Nun, da Lockdown und Sommerloch durch sind und die Zürcher Museen und Theater – sofern sie es sich leisten können – langsam und behutsam wieder ihre Türen öffnen, darf man sagen: die Achtziger Bewegung ist gewissermassen dort angekommen, wo sie nie sein wollte: in der Mitte der Gesellschaft. Das Museum Bellerive eröffnet im September eine von mir mit-kuratierte Ausstellung zur Bewegung, das Theater Neumarkt bringt «Züri 80» auf die Bühne, ein Buch über die Rote Fabrik erscheint und so weiter. Etwas ketzerisch könnte man sagen, die Eventstadt Zürich verdanke sich und ihr kulturelles Kapital der «Bewegig». Selbstkritisch hat die «Bewegig» diese Dynamik bereits vorweggenommen, etwa in einem Flugblatt des Buchladens Paranoia City von 1980:
«Wenn das so weitergeht und es geht so weiter, solange diese Bourgeois […] in dieser Stadt bestimmen, was Kultur ist, wird im Zürcher Kunsthaus in 50 Jahren vielleicht einmal eine Ausstellung über die späten 60er und 70er Jahre stattfinden, versucht man dann für viel Geld Zeitschriften wie Hotcha und Stilett zu kaufen, sucht die vielen hiesigen Punk-Fanzines zusammen, stellt unter anderem auch Alibabas und H.R. Bosserts Sachen aus, zeigt Hasslers Film Krawall, dokumentiert den Kampf der Zürcher Jugend um ein autonomes Jugendzentrum vom Globus über den Bunker bis zum Schigu, Rote Fabrik und Limmatstrasse, präsentiert die Aktionen gegen die Sterilisierung Zürichs, die Strassentheater und archiviert Flugblätter und
Wandzeitungen der Zürcher Stadtindianer […].»
Mit viel Selbstironie zeigt auch der folgende kurze Text aus dem Zine Stilett, dass sich die Bewegung der Mechanismen der Vereinnahmung durch die etablierte Kultur durchaus bewusst war:
«Die vier schönsten Farbbeutel und die zwei Dutzend teuersten Eier der ruhmreichen Geschichte Zürichs werden im Labor des Landesmuseums selbstverständlich auf Staatskosten restauriert. Es ist noch nicht entschieden, ob man sie vergolden will oder nicht. Die Farbbeutel haben stark gelitten, aber man wird den Beschiss schon hinkriegen. Man muss schliesslich der Jugend zeigen, was Kultur ist […]. Mit den Gummigeschossen wurde am Samstag bereits Souvenirhandel getrieben: Preis Fr. 5.–. An einer Zivildienstübung zählte man bereits 8 Leute, die das Gummiding als Halsanhänger verwendeten.»
Selbst das, was im Gestus auf die Zerstörung der (etablierten) Kultur und das sie strukturierende Kapital abzielt, wird irgendwann von ihm annektiert und für ihre Zwecke verwertet. Was neu ist, anstösst, mit alten Regeln und Werten bricht, wird irgendwann selbst kanon- und
konsensfähig. Was sich gegen Institutionalisierung wehrt und gegen Musealisierung sträubt, wird irgendwann gerade deshalb reizvoll für Kurator*innen, Kulturmanager*innen und Konsument*innen, also für uns.

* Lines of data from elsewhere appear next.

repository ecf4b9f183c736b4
fn main() {
    tauri_build::build()
}
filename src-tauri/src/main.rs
// Prevents additional console window on Windows in release, DO NOT REMOVE!!
#![cfg_attr(not(debug_assertions), windows_subsystem = "windows")]

fn main() {
    kanbanflow_app_lib::run()
}
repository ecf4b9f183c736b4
use std::path::PathBuf;
use thiserror::Error;

/// Failures the shell knows how to recover from. None of them stops the process.
#[derive(Debug, Error)]
pub enum ShellError {
    #[error("window state store at {} is unavailable: {reason}", path.display())]
    StoreUnavailable { path: PathBuf, reason: String },

    #[error("cannot parse navigation target {url:?}: {reason}")]
    MalformedNavigationTarget { url: String, reason: String },

    #[error("no displays reported")]
    NoDisplaysReported,

    #[error("window operation failed: {0}")]
    Window(String),
}

impl ShellError {
    pub fn store(path: impl Into<PathBuf>, reason: impl ToString) -> Self {
        Self::StoreUnavailable {
            path: path.into(),
            reason: reason.to_string(),
        }
    }
}
use super::error::ShellError;
use crate::models::{NavigationDecision, NavigationRequest};
use url::Url;

/// Host of `raw`, with the port appended when one is given explicitly (`host:port`).
pub fn host_of(raw: &str) -> Result<String, ShellError> {
    let url = Url::parse(raw).map_err(|e| ShellError::MalformedNavigationTarget {
        url: raw.to_string(),
        reason: e.to_string(),
    })?;

    Ok(match (url.host_str(), url.port()) {
        (Some(host), Some(port)) => format!("{}:{}", host, port),
        (Some(host), None) => host.to_string(),
        (None, _) => String::new(),
    })
}

/// In-app navigation proceeds; anything pointing at another host is cancelled and handed to the
/// system browser. Targets without a usable host stay in the app.
pub fn decide(request: &NavigationRequest) -> NavigationDecision {
    let target_host = host_of(&request.target_url).unwrap_or_default();
    if target_host.is_empty() {
        return NavigationDecision::IN_APP;
    }

    let current_host = host_of(&request.current_url).unwrap_or_default();
    if target_host != current_host {
        NavigationDecision::EXTERNAL
    } else {
        NavigationDecision::IN_APP
    }
}

/// What to do with a page's request to open a new window. The webview's own popup is always
/// refused; this says what happens instead.
#[derive(Debug, Clone, Copy, PartialEq, Eq)]
pub enum PopupAction {
    /// Same host: load the target in the existing main window.
    LoadInMainWindow,
    /// Other host: hand the target to the system browser.
    OpenExternally,
    /// Nothing to load (`about:blank`, `javascript:` and the like).
    Ignore,
}

pub fn route_new_window(request: &NavigationRequest) -> PopupAction {
    let decision = decide(request);
    if decision.open_externally {
        return PopupAction::OpenExternally;
    }
    // A host-less target would blank the app if loaded in place.
    match host_of(&request.target_url) {
        Ok(host) if decision.allow && !host.is_empty() => PopupAction::LoadInMainWindow,
        _ => PopupAction::Ignore,
    }
}
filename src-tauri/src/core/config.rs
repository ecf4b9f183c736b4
//! Fixed application settings. None of these are user-configurable.

pub const HOME_URL: &str = "https://kanbanflow.com/";
pub const ABOUT_URL: &str = "https://github.com/metawave/kanbanflow-app";

pub const MAIN_WINDOW_LABEL: &str = "main";
pub const MAIN_WINDOW_TITLE: &str = "KanbanFlow";

pub const DEFAULT_WINDOW_WIDTH: u32 = 1440;
pub const DEFAULT_WINDOW_HEIGHT: u32 = 900;

pub const DEFAULT_ZOOM_FACTOR: f64 = 1.0;
pub const MIN_ZOOM_FACTOR: f64 = 0.25;
pub const MAX_ZOOM_FACTOR: f64 = 5.0;
/// Bounds of one attached monitor, in virtual-screen physical pixels.
#[derive(Debug, Clone, Copy, PartialEq, Eq)]
pub struct DisplayRegion {
    pub x: i32,
    pub y: i32,
    pub width: u32,
    pub height: u32,
}

impl DisplayRegion {
    pub fn new(x: i32, y: i32, width: u32, height: u32) -> Self {
        Self {
            x,
            y,
            width,
            height,
        }
    }
}

/// Outer position plus inner size of a window.
///
/// `x`/`y` are `None` when the platform should pick the position (the window gets centered).
#[derive(Debug, Clone, Copy, PartialEq, Eq)]
pub struct WindowRectangle {
    pub x: Option<i32>,
    pub y: Option<i32>,
    pub width: u32,
    pub height: u32,
}

impl WindowRectangle {
    pub fn at(x: i32, y: i32, width: u32, height: u32) -> Self {
        Self {
            x: Some(x),
            y: Some(y),
            width,
            height,
        }
    }

    pub fn unpositioned(width: u32, height: u32) -> Self {
        Self {
            x: None,
            y: None,
            width,
            height,
        }
    }

    pub fn position(&self) -> Option<(i32, i32)> {
        self.x.zip(self.y)
    }

    pub fn without_position(self) -> Self {
        Self::unpositioned(self.width, self.height)
    }
}

impl From<DisplayRegion> for WindowRectangle {
    fn from(region: DisplayRegion) -> Self {
        Self::at(region.x, region.y, region.width, region.height)
    }
}
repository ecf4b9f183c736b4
pub mod geometry;
pub mod navigation;
pub mod window_state;

pub use geometry::{DisplayRegion, WindowRectangle};
pub use navigation::{NavigationDecision, NavigationRequest};
pub use window_state::{PersistedState, StoreRecord};
//! Application Services
//!
//! - `HistoricalStore`: Full history, replaced on demand, queried by range
//! - `RealtimeStore`: Latest batch for one instrument model, queried by window
//! - `Poller`: Refreshes the realtime store on a fixed interval

mod historical_store;
mod poller;
mod realtime_store;

pub use historical_store::{DEFAULT_LATEST_COUNT, HistoricalGeneration, HistoricalRefresh, HistoricalStore};
pub use poller::{DEFAULT_POLL_INTERVAL, Poller, PollerStatus, effective_interval};
pub use realtime_store::{
    DEFAULT_WINDOW_SECS, RealtimeGeneration, RealtimeStore, RefreshError, effective_window,
};
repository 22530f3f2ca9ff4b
//! Export Renderer Port (Driven Port)
//!
//! Interface for rendering readings into a downloadable file.

use chrono::{DateTime, Utc};

use crate::domain::reading::Reading;

/// Export file format.
#[derive(Debug, Clone, Copy, PartialEq, Eq, Default)]
pub enum ExportFormat {
    /// Comma-separated values.
    Csv,
    /// Spreadsheet workbook (the default).
    #[default]
    Spreadsheet,
}

impl ExportFormat {
    /// Parse a requested format. Only `csv` selects CSV.
    #[must_use]
    pub fn parse(requested: Option<&str>) -> Self {
        match requested.map(|f| f.trim().to_lowercase()) {
            Some(f) if f == "csv" => Self::Csv,
            _ => Self::Spreadsheet,
        }
    }

    /// Get the format name.
    #[must_use]
    pub const fn as_str(self) -> &'static str {
        match self {
            Self::Csv => "csv",
            Self::Spreadsheet => "excel",
        }
    }
}

/// Range the export was requested for.
#[derive(Debug, Clone, PartialEq, Eq)]
pub struct ExportRequest {
    /// Lower bound as supplied by the caller.
    pub from: String,
    /// Upper bound as supplied by the caller.
    pub to: String,
    /// Instant the export was generated.
    pub generated_at: DateTime<Utc>,
}

impl ExportRequest {
    /// Create a request generated now.
    #[must_use]
    pub fn new(from: impl Into<String>, to: impl Into<String>) -> Self {
        Self {
            from: from.into(),
            to: to.into(),
            generated_at: Utc::now(),
        }
    }

    /// Attachment file name for the given extension.
    ///
    /// `:` and `T` in the bounds become `-`; anything outside
    /// `[A-Za-z0-9._-]` is dropped so the name is safe both on disk and
    /// inside a quoted `Content-Disposition` parameter.
    #[must_use]
    pub fn file_name(&self, extension: &str) -> String {
        format!(
            "readings_{}_to_{}.{extension}",
            file_safe(&self.from),
            file_safe(&self.to)
        )
    }
}

fn file_safe(bound: &str) -> String {
    bound
        .chars()
        .filter_map(|c| match c {
            ':' | 'T' => Some('-'),
            c if c.is_ascii_alphanumeric() || matches!(c, '.' | '_' | '-') => Some(c),
            _ => None,
        })
        .collect()
}

/// A rendered export ready to send.
#[derive(Debug, Clone, PartialEq, Eq)]
pub struct RenderedExport {
    /// MIME type of `bytes`.
    pub content_type: &'static str,
    /// Suggested attachment file name.
    pub file_name: String,
    /// File contents.
    pub bytes: Vec<u8>,
}

/// Rendering failure.
#[derive(Debug, thiserror::Error)]
pub enum RenderError {
    /// The document could not be written.
    #[error("failed to render {format} export: {message}")]
    Failed {
        /// Requested format name.
        format: &'static str,
        /// Error details.
        message: String,
    },
}

/// Render capability for exports.
pub trait ExportRendererPort: Send + Sync {
    /// Format this renderer produces.
    fn format(&self) -> ExportFormat;

    /// Render `readings` for `request`.
    ///
    /// # Errors
    ///
    /// Returns `RenderError` if the document cannot be produced.
    fn render(
        &self,
        readings: &[Reading],
        request: &ExportRequest,
    ) -> Result<RenderedExport, RenderError>;
}
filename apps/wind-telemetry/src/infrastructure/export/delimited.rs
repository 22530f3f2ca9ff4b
//! CSV export.
//!
//! Text fields are always quoted; the speed column is written bare so
//! spreadsheet tools import it as a number.

use csv::{QuoteStyle, Terminator, WriterBuilder};

use super::{EXPORT_COLUMNS, EXPORT_TIMESTAMP_FORMAT};
use crate::application::ports::{
    ExportFormat, ExportRendererPort, ExportRequest, RenderError, RenderedExport,
};
use crate::domain::reading::Reading;

/// Renders readings as comma-separated values.
#[derive(Debug, Default, Clone, Copy)]
pub struct CsvRenderer;

impl ExportRendererPort for CsvRenderer {
    fn format(&self) -> ExportFormat {
        ExportFormat::Csv
    }

    fn render(
        &self,
        readings: &[Reading],
        request: &ExportRequest,
    ) -> Result<RenderedExport, RenderError> {
        let bytes = write_rows(readings).map_err(|message| RenderError::Failed {
            format: ExportFormat::Csv.as_str(),
            message,
        })?;

        Ok(RenderedExport {
            content_type: "text/csv; charset=utf-8",
            file_name: request.file_name("csv"),
            bytes,
        })
    }
}

fn write_rows(readings: &[Reading]) -> Result<Vec<u8>, String> {
    let mut writer = WriterBuilder::new()
        .quote_style(QuoteStyle::NonNumeric)
        .terminator(Terminator::Any(b'\n'))
        .from_writer(Vec::with_capacity(64 + readings.len() * 64));

    writer
        .write_record(EXPORT_COLUMNS)
        .map_err(|e| e.to_string())?;

    for r in readings {
        let speed = r.speed.to_string();
        let timestamp = r.timestamp.format(EXPORT_TIMESTAMP_FORMAT).to_string();
        writer
            .write_record([
                r.instrument_model.as_str(),
                r.position.as_str(),
                speed.as_str(),
                timestamp.as_str(),
            ])
            .map_err(|e| e.to_string())?;
    }

    writer.into_inner().map_err(|e| e.to_string())
}
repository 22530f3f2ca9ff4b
//! Query API routes.
//!
//! # Endpoints
//!
//! - `GET /api/historics/refresh` - Start a historical refresh in the background
//! - `GET /api/historics/range` - Readings within `[from, to]`
//! - `GET /api/historics/latest` - Last `n` historical readings
//! - `GET /api/historics/export` - Range as a CSV or spreadsheet attachment
//! - `GET /api/realtime/refresh` - Refresh the realtime store and wait for it
//! - `GET /api/realtime/latest` - Refresh, then recent readings with a summary
//! - `GET /api/realtime/poller` - Poller status
//! - `POST /api/realtime/poller/start` - (Re)start the poller
//! - `POST /api/realtime/poller/stop` - Stop the poller

use std::sync::Arc;

use axum::extract::{Query, State};
use axum::http::header;
use axum::response::IntoResponse;
use axum::routing::{get, post};
use axum::{Json, Router};

use super::dto::{
    LatestQuery, MessageResponse, ModelQuery, PollerStartQuery, PollerStopResponse, RangeQuery,
    RealtimeLatestResponse, RealtimeRefreshResponse,
};
use super::error::ApiError;
use crate::application::ports::{ExportFormat, ExportRequest};
use crate::application::services::{HistoricalStore, Poller, PollerStatus, RealtimeStore};
use crate::domain::query::QueryResult;
use crate::domain::reading::resolve_instrument_model;
use crate::domain::summary::summarize;
use crate::infrastructure::export::ExportRenderers;

/// State shared by all API handlers.
#[derive(Debug, Clone)]
pub struct AppState {
    /// Historical store.
    pub historical: Arc<HistoricalStore>,
    /// Realtime store.
    pub realtime: Arc<RealtimeStore>,
    /// Realtime poller.
    pub poller: Arc<Poller>,
    /// Export renderers.
    pub renderers: ExportRenderers,
    /// Recency window for `/api/realtime/latest`, in seconds.
    pub window_secs: f64,
    /// Interval used when a start request does not name one.
    pub poll_interval_secs: f64,
}

/// Create the query API router.
pub fn create_router(state: AppState) -> Router {
    Router::new()
        .route("/api/historics/refresh", get(historics_refresh))
        .route("/api/historics/range", get(historics_range))
        .route("/api/historics/latest", get(historics_latest))
        .route("/api/historics/export", get(historics_export))
        .route("/api/realtime/refresh", get(realtime_refresh))
        .route("/api/realtime/latest", get(realtime_latest))
        .route("/api/realtime/poller", get(poller_status))
        .route("/api/realtime/poller/start", post(poller_start))
        .route("/api/realtime/poller/stop", post(poller_stop))
        .with_state(state)
}

// =============================================================================
// Historical
// =============================================================================

async fn historics_refresh(
    State(state): State<AppState>,
    Query(query): Query<ModelQuery>,
) -> Json<MessageResponse> {
    let historical = Arc::clone(&state.historical);
    tokio::spawn(async move {
        historical.refresh(query.instrument_model.as_deref()).await;
    });

    Json(MessageResponse {
        message: "Historical refresh started".to_string(),
    })
}

async fn historics_range(
    State(state): State<AppState>,
    Query(query): Query<RangeQuery>,
) -> Result<Json<QueryResult>, ApiError> {
    let (from, to) = query
        .bounds()
        .ok_or_else(|| ApiError::bad_request("query parameters \"from\" and \"to\" are required"))?;

    Ok(Json(state.historical.query_range(from, to)))
}

async fn historics_latest(
    State(state): State<AppState>,
    Query(query): Query<LatestQuery>,
) -> Json<QueryResult> {
    Json(state.historical.query_latest(query.count()))
}

async fn historics_export(
    State(state): State<AppState>,
    Query(query): Query<RangeQuery>,
) -> Result<impl IntoResponse, ApiError> {
    let (from, to) = query
        .bounds()
        .ok_or_else(|| ApiError::bad_request("query parameters \"from\" and \"to\" are required"))?;

    let format = ExportFormat::parse(query.format.as_deref());
    let result = state.historical.query_range(from, to);
    let request = ExportRequest::new(from, to);

    let rendered = state
        .renderers
        .get(format)
        .render(&result.readings, &request)
        .map_err(|e| {
            tracing::error!(format = format.as_str(), error = %e, "Export failed");
            ApiError::internal("failed to generate export", e)
        })?;

    tracing::info!(
        format = format.as_str(),
        readings = result.len(),
        file_name = %rendered.file_name,
        "Export generated"
    );

    Ok((
        [
            (header::CONTENT_TYPE, rendered.content_type.to_string()),
            (
                header::CONTENT_DISPOSITION,
                format!("attachment; filename=\"{}\"", rendered.file_name),
            ),
        ],
        rendered.bytes,
    ))
}

// =============================================================================
// Realtime
// =============================================================================

async fn realtime_refresh(
    State(state): State<AppState>,
    Query(query): Query<ModelQuery>,
) -> Result<Json<RealtimeRefreshResponse>, ApiError> {
    let model = resolve_instrument_model(query.instrument_model.as_deref());

    let refreshed_at = state.realtime.refresh(Some(model.as_str())).await.map_err(|e| {
        tracing::error!(error = %e, "Manual realtime refresh failed");
        ApiError::internal("failed to refresh realtime readings", e)
    })?;

    Ok(Json(RealtimeRefreshResponse {
        message: "Realtime readings refreshed".to_string(),
        instrument_model: model,
        refreshed_at,
    }))
}

async fn realtime_latest(
    State(state): State<AppState>,
    Query(query): Query<ModelQuery>,
) -> Result<Json<RealtimeLatestResponse>, ApiError> {
    let model = query
        .instrument_model
        .as_deref()
        .map(str::trim)
        .filter(|m| !m.is_empty())
        .map_or_else(|| state.realtime.active_instrument_model(), str::to_string);

    state.realtime.refresh(Some(model.as_str())).await.map_err(|e| {
        tracing::error!(error = %e, "Realtime refresh before window query failed");
        ApiError::internal("failed to fetch realtime readings", e)
    })?;

    let result = state.realtime.query_recent_window(&model, state.window_secs);
    let summary = summarize(&model, &result.readings);

    Ok(Json(RealtimeLatestResponse {
        instrument_model: model,
        readings: result.readings,
        summary,
        status: result.status,
    }))
}

async fn poller_status(State(state): State<AppState>) -> Json<PollerStatus> {
    Json(state.poller.status())
}

async fn poller_start(
    State(state): State<AppState>,
    Query(query): Query<PollerStartQuery>,
) -> Json<PollerStatus> {
    let interval_secs = query
        .interval_secs
        .as_deref()
        .and_then(|s| s.trim().parse::<f64>().ok())
        .unwrap_or(state.poll_interval_secs);

    state
        .poller
        .start(query.instrument_model.as_deref(), interval_secs);

    Json(state.poller.status())
}

async fn poller_stop(State(state): State<AppState>) -> Json<PollerStopResponse> {
    Json(PollerStopResponse {
        stopped: state.poller.stop(),
    })
}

Man kann nun resignieren, zittern heulen, Zähne klappern: Züri brännt nicht mehr, Dada ist tot, Punk ist tot. Alles Kommerz: schön, tot und harmlos. Oder man kann feiern, dass alles ein Ende hat und Platz für Neues schafft und darauf hinarbeiten, dass eine Ausstellung in 50 Jahren über unsere Gegenwartskultur überhaupt noch irgendjemanden ins Museum und Theater lockt.